Items from a dataset
= = =

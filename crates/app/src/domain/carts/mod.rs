//! Carts

pub mod errors;
pub mod models;
pub mod repository;
pub mod store;

pub use errors::CartError;
pub use models::{AddOutcome, CartEntry, CartEntryUuid, CartRow, NewCartEntry};
pub use repository::{CartRepository, MockCartRepository, RestCartRepository};
pub use store::{CartStore, RemovedEntries};
//! Auth Repository

use async_trait::async_trait;
use jiff::Timestamp;
use mockall::automock;
use reqwest::Method;
use serde::Deserialize;
use serde_json::json;

use crate::{
    auth::{
        AccessToken, AuthSession, AuthUser, Credentials, NotificationPreferences, Password,
        ProfileUpdate, SignUp, UserProfile, UserUuid,
    },
    backend::{BackendError, PREFER_RETURN_MINIMAL, PREFER_UPSERT, PostgrestClient, eq_filter},
};

const USERS_TABLE: &str = "users";
const PREFERENCES_TABLE: &str = "user_preferences";

/// Identity and profile persistence.
#[automock]
#[async_trait]
pub trait AuthRepository: Send + Sync {
    /// Register a new identity.
    async fn sign_up(&self, credentials: Credentials) -> Result<SignUp, BackendError>;

    /// Exchange credentials for a session.
    async fn sign_in(&self, credentials: Credentials) -> Result<AuthSession, BackendError>;

    /// End the current session.
    async fn sign_out(&self) -> Result<(), BackendError>;

    /// Replace the signed-in user's password.
    async fn update_password(&self, password: Password) -> Result<(), BackendError>;

    /// Insert the directory row for a new user.
    async fn create_profile(&self, profile: UserProfile) -> Result<(), BackendError>;

    /// Fetch a directory row, if present.
    async fn get_profile(&self, user: UserUuid) -> Result<Option<UserProfile>, BackendError>;

    /// Find which user, if any, holds a username.
    async fn find_username_owner(&self, username: String)
    -> Result<Option<UserUuid>, BackendError>;

    /// Update the editable profile fields.
    async fn update_profile(
        &self,
        user: UserUuid,
        update: ProfileUpdate,
    ) -> Result<(), BackendError>;

    /// Stored notification preferences, if the user ever saved any.
    async fn get_notification_preferences(
        &self,
        user: UserUuid,
    ) -> Result<Option<NotificationPreferences>, BackendError>;

    /// Insert or replace the user's notification preferences.
    async fn save_notification_preferences(
        &self,
        user: UserUuid,
        preferences: NotificationPreferences,
    ) -> Result<(), BackendError>;
}

/// Auth API and `users` table access over REST.
#[derive(Debug, Clone)]
pub struct RestAuthRepository {
    client: PostgrestClient,
}

impl RestAuthRepository {
    #[must_use]
    pub fn new(client: PostgrestClient) -> Self {
        Self { client }
    }
}

#[async_trait]
impl AuthRepository for RestAuthRepository {
    async fn sign_up(&self, credentials: Credentials) -> Result<SignUp, BackendError> {
        let request = self.client.auth(Method::POST, "signup").json(&json!({
            "email": credentials.email,
            "password": credentials.password.expose(),
        }));

        let sign_up = match self.client.fetch::<SignUpResponse>(request).await? {
            SignUpResponse::Session(session) => {
                let session = session.into_session();

                SignUp {
                    user: session.user.clone(),
                    session: Some(session),
                }
            }
            SignUpResponse::User(user) => SignUp {
                user,
                session: None,
            },
        };

        if let Some(session) = &sign_up.session {
            self.client
                .set_access_token(Some(session.access_token.clone()));
        }

        Ok(sign_up)
    }

    async fn sign_in(&self, credentials: Credentials) -> Result<AuthSession, BackendError> {
        let request = self
            .client
            .auth(Method::POST, "token")
            .query(&[("grant_type", "password")])
            .json(&json!({
                "email": credentials.email,
                "password": credentials.password.expose(),
            }));

        let session = self
            .client
            .fetch::<SessionResponse>(request)
            .await?
            .into_session();

        self.client
            .set_access_token(Some(session.access_token.clone()));

        Ok(session)
    }

    async fn sign_out(&self) -> Result<(), BackendError> {
        self.client
            .execute(self.client.auth(Method::POST, "logout"))
            .await?;

        self.client.set_access_token(None);

        Ok(())
    }

    async fn update_password(&self, password: Password) -> Result<(), BackendError> {
        let request = self
            .client
            .auth(Method::PUT, "user")
            .json(&json!({ "password": password.expose() }));

        self.client.execute(request).await
    }

    async fn create_profile(&self, profile: UserProfile) -> Result<(), BackendError> {
        let request = self
            .client
            .table(Method::POST, USERS_TABLE)
            .header("Prefer", PREFER_RETURN_MINIMAL)
            .json(&profile);

        self.client.execute(request).await
    }

    async fn get_profile(&self, user: UserUuid) -> Result<Option<UserProfile>, BackendError> {
        let request = self
            .client
            .table(Method::GET, USERS_TABLE)
            .query(&[
                ("select", "id,email,name,username".to_string()),
                ("id", eq_filter(user)),
            ]);

        let rows: Vec<UserProfile> = self.client.fetch(request).await?;

        Ok(rows.into_iter().next())
    }

    async fn find_username_owner(
        &self,
        username: String,
    ) -> Result<Option<UserUuid>, BackendError> {
        #[derive(Deserialize)]
        struct Row {
            id: UserUuid,
        }

        let request = self
            .client
            .table(Method::GET, USERS_TABLE)
            .query(&[("select", "id".to_string()), ("username", eq_filter(username))]);

        let rows: Vec<Row> = self.client.fetch(request).await?;

        Ok(rows.into_iter().next().map(|row| row.id))
    }

    async fn update_profile(
        &self,
        user: UserUuid,
        update: ProfileUpdate,
    ) -> Result<(), BackendError> {
        let request = self
            .client
            .table(Method::PATCH, USERS_TABLE)
            .query(&[("id", eq_filter(user))])
            .header("Prefer", PREFER_RETURN_MINIMAL)
            .json(&update);

        self.client.execute(request).await
    }

    async fn get_notification_preferences(
        &self,
        user: UserUuid,
    ) -> Result<Option<NotificationPreferences>, BackendError> {
        let request = self
            .client
            .table(Method::GET, PREFERENCES_TABLE)
            .query(&[
                ("select", "notifications".to_string()),
                ("user_id", eq_filter(user)),
            ]);

        let rows: Vec<PreferencesRow> = self.client.fetch(request).await?;

        Ok(rows.into_iter().next().and_then(|row| row.notifications))
    }

    async fn save_notification_preferences(
        &self,
        user: UserUuid,
        preferences: NotificationPreferences,
    ) -> Result<(), BackendError> {
        let request = self
            .client
            .table(Method::POST, PREFERENCES_TABLE)
            .header("Prefer", PREFER_UPSERT)
            .json(&json!({
                "user_id": user,
                "notifications": preferences,
            }));

        self.client.execute(request).await
    }
}

#[derive(Debug, Deserialize)]
struct PreferencesRow {
    #[serde(default)]
    notifications: Option<NotificationPreferences>,
}

#[derive(Debug, Deserialize)]
#[serde(untagged)]
enum SignUpResponse {
    Session(SessionResponse),
    User(AuthUser),
}

#[derive(Debug, Deserialize)]
struct SessionResponse {
    access_token: String,
    #[serde(default)]
    refresh_token: Option<String>,
    #[serde(default)]
    expires_at: Option<i64>,
    user: AuthUser,
}

impl SessionResponse {
    fn into_session(self) -> AuthSession {
        AuthSession {
            user: self.user,
            access_token: AccessToken::new(self.access_token),
            refresh_token: self.refresh_token.map(AccessToken::new),
            expires_at: self
                .expires_at
                .and_then(|seconds| Timestamp::from_second(seconds).ok()),
        }
    }
}

#[cfg(test)]
mod tests {
    use testresult::TestResult;

    use super::*;

    #[test]
    fn session_response_decodes_user_and_expiry() -> TestResult {
        let body = r#"{
            "access_token": "jwt",
            "token_type": "bearer",
            "expires_in": 3600,
            "expires_at": 1700000000,
            "refresh_token": "refresh",
            "user": { "id": "0191e7b4-8c4e-7a52-9a0e-3c5d2f1b6a77", "email": "ana@example.com" }
        }"#;

        let session = serde_json::from_str::<SessionResponse>(body)?.into_session();

        assert_eq!(session.access_token.expose(), "jwt");
        assert_eq!(session.user.email.as_deref(), Some("ana@example.com"));
        assert_eq!(session.expires_at, Some(Timestamp::from_second(1_700_000_000)?));

        Ok(())
    }

    #[test]
    fn partial_preferences_keep_the_defaults() -> TestResult {
        let body = r#"[{ "notifications": { "promotions": false } }]"#;

        let rows: Vec<PreferencesRow> = serde_json::from_str(body)?;
        let preferences = rows.into_iter().next().and_then(|row| row.notifications);

        assert_eq!(
            preferences,
            Some(NotificationPreferences {
                promotions: false,
                ..NotificationPreferences::default()
            })
        );

        Ok(())
    }

    #[test]
    fn sign_up_without_session_decodes_as_user() -> TestResult {
        let body = r#"{ "id": "0191e7b4-8c4e-7a52-9a0e-3c5d2f1b6a77", "email": "ana@example.com", "confirmation_sent_at": "2024-05-01T10:00:00Z" }"#;

        let response: SignUpResponse = serde_json::from_str(body)?;

        assert!(
            matches!(response, SignUpResponse::User(_)),
            "expected a bare user, got {response:?}"
        );

        Ok(())
    }
}
//! Session service.

use std::{fmt, sync::Arc};

use tokio::sync::watch;
use tracing::{info, instrument, warn};

use crate::auth::{
    AuthError, AuthRepository, AuthUser, Credentials, NewAccount, NotificationPreferences,
    Password, ProfileUpdate, UserProfile, UserUuid, ValidationError,
};

/// Minimum password length accepted at sign-up and password change.
pub const MIN_PASSWORD_CHARS: usize = 6;

/// The signed-in user for one client session.
///
/// Other services receive the user id explicitly; this type only tracks who
/// is signed in and notifies subscribers when that changes.
pub struct Session {
    repository: Arc<dyn AuthRepository>,
    current: watch::Sender<Option<AuthUser>>,
}

impl Session {
    #[must_use]
    pub fn new(repository: Arc<dyn AuthRepository>) -> Self {
        let (current, _) = watch::channel(None);

        Self {
            repository,
            current,
        }
    }

    /// The signed-in user's id, if any.
    #[must_use]
    pub fn current_user(&self) -> Option<UserUuid> {
        self.current.borrow().as_ref().map(|user| user.uuid)
    }

    /// The signed-in user's id.
    ///
    /// # Errors
    ///
    /// Returns [`AuthError::NotAuthenticated`] when nobody is signed in.
    pub fn require_user(&self) -> Result<UserUuid, AuthError> {
        self.current_user().ok_or(AuthError::NotAuthenticated)
    }

    /// Receive a notification on every sign-in and sign-out.
    #[must_use]
    pub fn subscribe(&self) -> watch::Receiver<Option<AuthUser>> {
        self.current.subscribe()
    }

    /// Register an account and its directory profile.
    ///
    /// # Errors
    ///
    /// Returns a validation error before any request when the form is
    /// incomplete, [`AuthError::AlreadyExists`] when the email or username
    /// is taken, or a backend error.
    #[instrument(skip_all, fields(username = %account.username))]
    pub async fn sign_up(&self, account: NewAccount) -> Result<AuthUser, AuthError> {
        validate_account(&account)?;

        let sign_up = self
            .repository
            .sign_up(Credentials {
                email: account.email.clone(),
                password: account.password,
            })
            .await?;

        self.repository
            .create_profile(UserProfile {
                uuid: sign_up.user.uuid,
                email: account.email,
                name: account.name.trim().to_string(),
                username: account.username,
            })
            .await?;

        if sign_up.session.is_some() {
            self.current.send_replace(Some(sign_up.user.clone()));
        }

        info!(user = %sign_up.user.uuid, "account created");

        Ok(sign_up.user)
    }

    /// Sign in with email and password.
    ///
    /// # Errors
    ///
    /// Returns [`AuthError::InvalidCredentials`] when the backend rejects
    /// the pair, or a backend error.
    #[instrument(skip_all)]
    pub async fn sign_in(&self, email: &str, password: Password) -> Result<AuthUser, AuthError> {
        let session = self
            .repository
            .sign_in(Credentials {
                email: email.to_string(),
                password,
            })
            .await?;

        self.current.send_replace(Some(session.user.clone()));

        info!(user = %session.user.uuid, "signed in");

        Ok(session.user)
    }

    /// End the session.
    ///
    /// # Errors
    ///
    /// Returns a backend error when the sign-out call fails; the local
    /// session is kept in that case.
    pub async fn sign_out(&self) -> Result<(), AuthError> {
        self.repository.sign_out().await?;

        self.current.send_replace(None);

        Ok(())
    }

    /// The signed-in user's directory profile.
    ///
    /// # Errors
    ///
    /// Returns [`AuthError::ProfileNotFound`] when the directory row is
    /// missing.
    pub async fn profile(&self) -> Result<UserProfile, AuthError> {
        let user = self.require_user()?;

        self.repository
            .get_profile(user)
            .await?
            .ok_or(AuthError::ProfileNotFound)
    }

    /// Change name and username.
    ///
    /// # Errors
    ///
    /// Returns [`AuthError::UsernameTaken`] when another user holds the
    /// username.
    pub async fn update_profile(&self, update: ProfileUpdate) -> Result<(), AuthError> {
        let user = self.require_user()?;

        validate_name(&update.name)?;
        validate_username(&update.username)?;

        let owner = self
            .repository
            .find_username_owner(update.username.clone())
            .await?;

        if owner.is_some_and(|owner| owner != user) {
            return Err(AuthError::UsernameTaken);
        }

        // The pre-check can race another rename; the unique index decides.
        self.repository
            .update_profile(user, update)
            .await
            .map_err(|error| match AuthError::from(error) {
                AuthError::AlreadyExists => AuthError::UsernameTaken,
                other => other,
            })
    }

    /// The signed-in user's notification preferences, or the defaults when
    /// none were saved.
    ///
    /// # Errors
    ///
    /// Returns [`AuthError::NotAuthenticated`] without a session, or a backend
    /// error.
    pub async fn notification_preferences(&self) -> Result<NotificationPreferences, AuthError> {
        let user = self.require_user()?;

        Ok(self
            .repository
            .get_notification_preferences(user)
            .await?
            .unwrap_or_default())
    }

    /// Save the signed-in user's notification preferences.
    ///
    /// # Errors
    ///
    /// Returns [`AuthError::NotAuthenticated`] without a session, or a backend
    /// error.
    pub async fn update_notification_preferences(
        &self,
        preferences: NotificationPreferences,
    ) -> Result<(), AuthError> {
        let user = self.require_user()?;

        self.repository
            .save_notification_preferences(user, preferences)
            .await?;

        info!(%user, ?preferences, "notification preferences saved");

        Ok(())
    }

    /// Replace the signed-in user's password.
    ///
    /// # Errors
    ///
    /// Returns a validation error when the password is too short.
    pub async fn change_password(&self, password: Password) -> Result<(), AuthError> {
        self.require_user()?;

        validate_password(&password)?;

        if let Err(error) = self.repository.update_password(password).await {
            warn!("password change failed: {error}");

            return Err(error.into());
        }

        Ok(())
    }
}

impl fmt::Debug for Session {
    fn fmt(&self, f: &mut fmt::Formatter<'_>) -> fmt::Result {
        f.debug_struct("Session")
            .field("user", &self.current_user())
            .finish_non_exhaustive()
    }
}

fn validate_account(account: &NewAccount) -> Result<(), ValidationError> {
    validate_name(&account.name)?;
    validate_username(&account.username)?;
    validate_email(&account.email)?;
    validate_password(&account.password)
}

fn validate_name(name: &str) -> Result<(), ValidationError> {
    if name.trim().is_empty() {
        return Err(ValidationError::MissingName);
    }

    Ok(())
}

fn validate_username(username: &str) -> Result<(), ValidationError> {
    if username.trim().is_empty() {
        return Err(ValidationError::MissingUsername);
    }

    if !username
        .chars()
        .all(|c| c.is_ascii_alphanumeric() || c == '_')
    {
        return Err(ValidationError::InvalidUsername);
    }

    Ok(())
}

fn validate_email(email: &str) -> Result<(), ValidationError> {
    let valid = email
        .split_once('@')
        .is_some_and(|(local, domain)| {
            !local.is_empty()
                && !email.chars().any(char::is_whitespace)
                && domain
                    .split_once('.')
                    .is_some_and(|(host, tld)| !host.is_empty() && !tld.is_empty())
        });

    if valid {
        Ok(())
    } else {
        Err(ValidationError::InvalidEmail)
    }
}

fn validate_password(password: &Password) -> Result<(), ValidationError> {
    if password.char_count() < MIN_PASSWORD_CHARS {
        return Err(ValidationError::PasswordTooShort(MIN_PASSWORD_CHARS));
    }

    Ok(())
}
//! Backend Config

use std::time::Duration;

use clap::Args;
use inkvault_app::backend::BackendConfig;

/// Managed backend connection settings.
#[derive(Debug, Args)]
pub(crate) struct BackendArgs {
    /// Backend project URL
    #[arg(long = "backend-url", env = "INKVAULT_BACKEND_URL")]
    pub url: String,

    /// Public anonymous API key
    #[arg(long, env = "INKVAULT_ANON_KEY", hide_env_values = true)]
    pub anon_key: String,

    /// Per-request timeout in seconds
    #[arg(long, env = "INKVAULT_TIMEOUT_SECONDS", default_value_t = 15)]
    pub timeout_seconds: u64,
}

impl BackendArgs {
    pub(crate) fn to_config(&self) -> BackendConfig {
        BackendConfig {
            url: self.url.clone(),
            anon_key: self.anon_key.clone(),
            timeout: Duration::from_secs(self.timeout_seconds),
        }
    }
}
//! Secret strings: passwords and session tokens.

use std::fmt;

use zeroize::Zeroize;

/// A string that is redacted in `Debug` output and wiped on drop.
#[derive(Clone)]
pub struct Secret(String);

/// Bearer token issued by the auth API for a signed-in user.
pub type AccessToken = Secret;

/// User password, only ever sent to the auth API.
pub type Password = Secret;

impl Secret {
    #[must_use]
    pub const fn new(value: String) -> Self {
        Self(value)
    }

    #[must_use]
    pub fn expose(&self) -> &str {
        &self.0
    }

    /// Length in characters, for policy checks.
    #[must_use]
    pub fn char_count(&self) -> usize {
        self.0.chars().count()
    }
}

impl From<String> for Secret {
    fn from(value: String) -> Self {
        Self::new(value)
    }
}

impl fmt::Debug for Secret {
    fn fmt(&self, f: &mut fmt::Formatter<'_>) -> fmt::Result {
        f.write_str("Secret(**redacted**)")?;
        Ok(())
    }
}

impl Drop for Secret {
    fn drop(&mut self) {
        self.0.zeroize();
    }
}

#[cfg(test)]
mod tests {
    use super::*;

    #[test]
    fn debug_output_is_redacted() {
        let secret = Secret::new("hunter22".to_string());

        assert_eq!(format!("{secret:?}"), "Secret(**redacted**)");
        assert_eq!(secret.expose(), "hunter22");
    }

    #[test]
    fn char_count_counts_characters_not_bytes() {
        assert_eq!(Secret::new("senhaçã".to_string()).char_count(), 7);
    }
}
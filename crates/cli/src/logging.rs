//! Logging subscriber initialisation.

use std::io;

use tracing_subscriber::{
    EnvFilter, Registry,
    layer::{Layer, SubscriberExt},
    util::{SubscriberInitExt, TryInitError},
};

use crate::config::observability::{LogFormat, LoggingConfig};

/// Install the global subscriber. Logs go to stderr so command output on
/// stdout stays clean.
pub(crate) fn init_subscriber(config: &LoggingConfig) -> Result<(), TryInitError> {
    match config.log_format {
        LogFormat::Compact => init_with_layer(
            config,
            tracing_subscriber::fmt::layer()
                .compact()
                .with_writer(io::stderr)
                .with_target(true),
        ),
        LogFormat::Json => init_with_layer(
            config,
            tracing_subscriber::fmt::layer()
                .json()
                .with_writer(io::stderr)
                .with_current_span(true)
                .with_span_list(true)
                .with_target(true),
        ),
    }
}

fn build_env_filter(config: &LoggingConfig) -> EnvFilter {
    EnvFilter::try_from_default_env().unwrap_or_else(|_| {
        EnvFilter::new(format!(
            "{},hyper=warn,hyper_util=warn,reqwest=warn,rustls=warn",
            config.log_level
        ))
    })
}

fn init_with_layer<L>(config: &LoggingConfig, fmt_layer: L) -> Result<(), TryInitError>
where
    L: Layer<Registry> + Send + Sync + 'static,
{
    tracing_subscriber::registry()
        .with(fmt_layer)
        .with(build_env_filter(config))
        .try_init()
}
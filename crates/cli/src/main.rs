//! Inkvault marketplace command-line client

use std::{
    io::{self, Write},
    process::ExitCode,
};

use inkvault_app::context::AppContext;
use tracing::{debug, error};

use crate::config::CliConfig;

mod commands;
mod config;
mod logging;
mod output;

#[tokio::main]
async fn main() -> ExitCode {
    let config = match CliConfig::load() {
        Ok(config) => config,
        Err(error) => {
            _ = error.print();

            return ExitCode::from(2);
        }
    };

    if let Err(error) = logging::init_subscriber(&config.logging) {
        _ = writeln!(io::stderr(), "failed to initialise logging: {error}");

        return ExitCode::FAILURE;
    }

    let ctx = match AppContext::from_config(config.backend.to_config(), config.tuning.settings()) {
        Ok(ctx) => ctx,
        Err(error) => {
            error!(%error, "startup failed");

            return ExitCode::FAILURE;
        }
    };

    let result = commands::run(&ctx, &config.account, config.command, &mut io::stdout().lock()).await;

    match result {
        Ok(()) => ExitCode::SUCCESS,
        Err(error) => {
            debug!(?error, kind = ?error.kind(), "command failed");

            _ = writeln!(io::stderr(), "{}", error.user_message());

            ExitCode::FAILURE
        }
    }
}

= = =

• [Task directions]
What you return must be an exact retyping of the lines above starting at the line with "Err(ValidationError::InvalidEmail)" and ending at the line with "anonymous API key", and nothing besides.

• [Result]
        Err(ValidationError::InvalidEmail)
    }
}

fn validate_password(password: &Password) -> Result<(), ValidationError> {
    if password.char_count() < MIN_PASSWORD_CHARS {
        return Err(ValidationError::PasswordTooShort(MIN_PASSWORD_CHARS));
    }

    Ok(())
}
//! Backend Config

use std::time::Duration;

use clap::Args;
use inkvault_app::backend::BackendConfig;

/// Managed backend connection settings.
#[derive(Debug, Args)]
pub(crate) struct BackendArgs {
    /// Backend project URL
    #[arg(long = "backend-url", env = "INKVAULT_BACKEND_URL")]
    pub url: String,

    /// Public anonymous API key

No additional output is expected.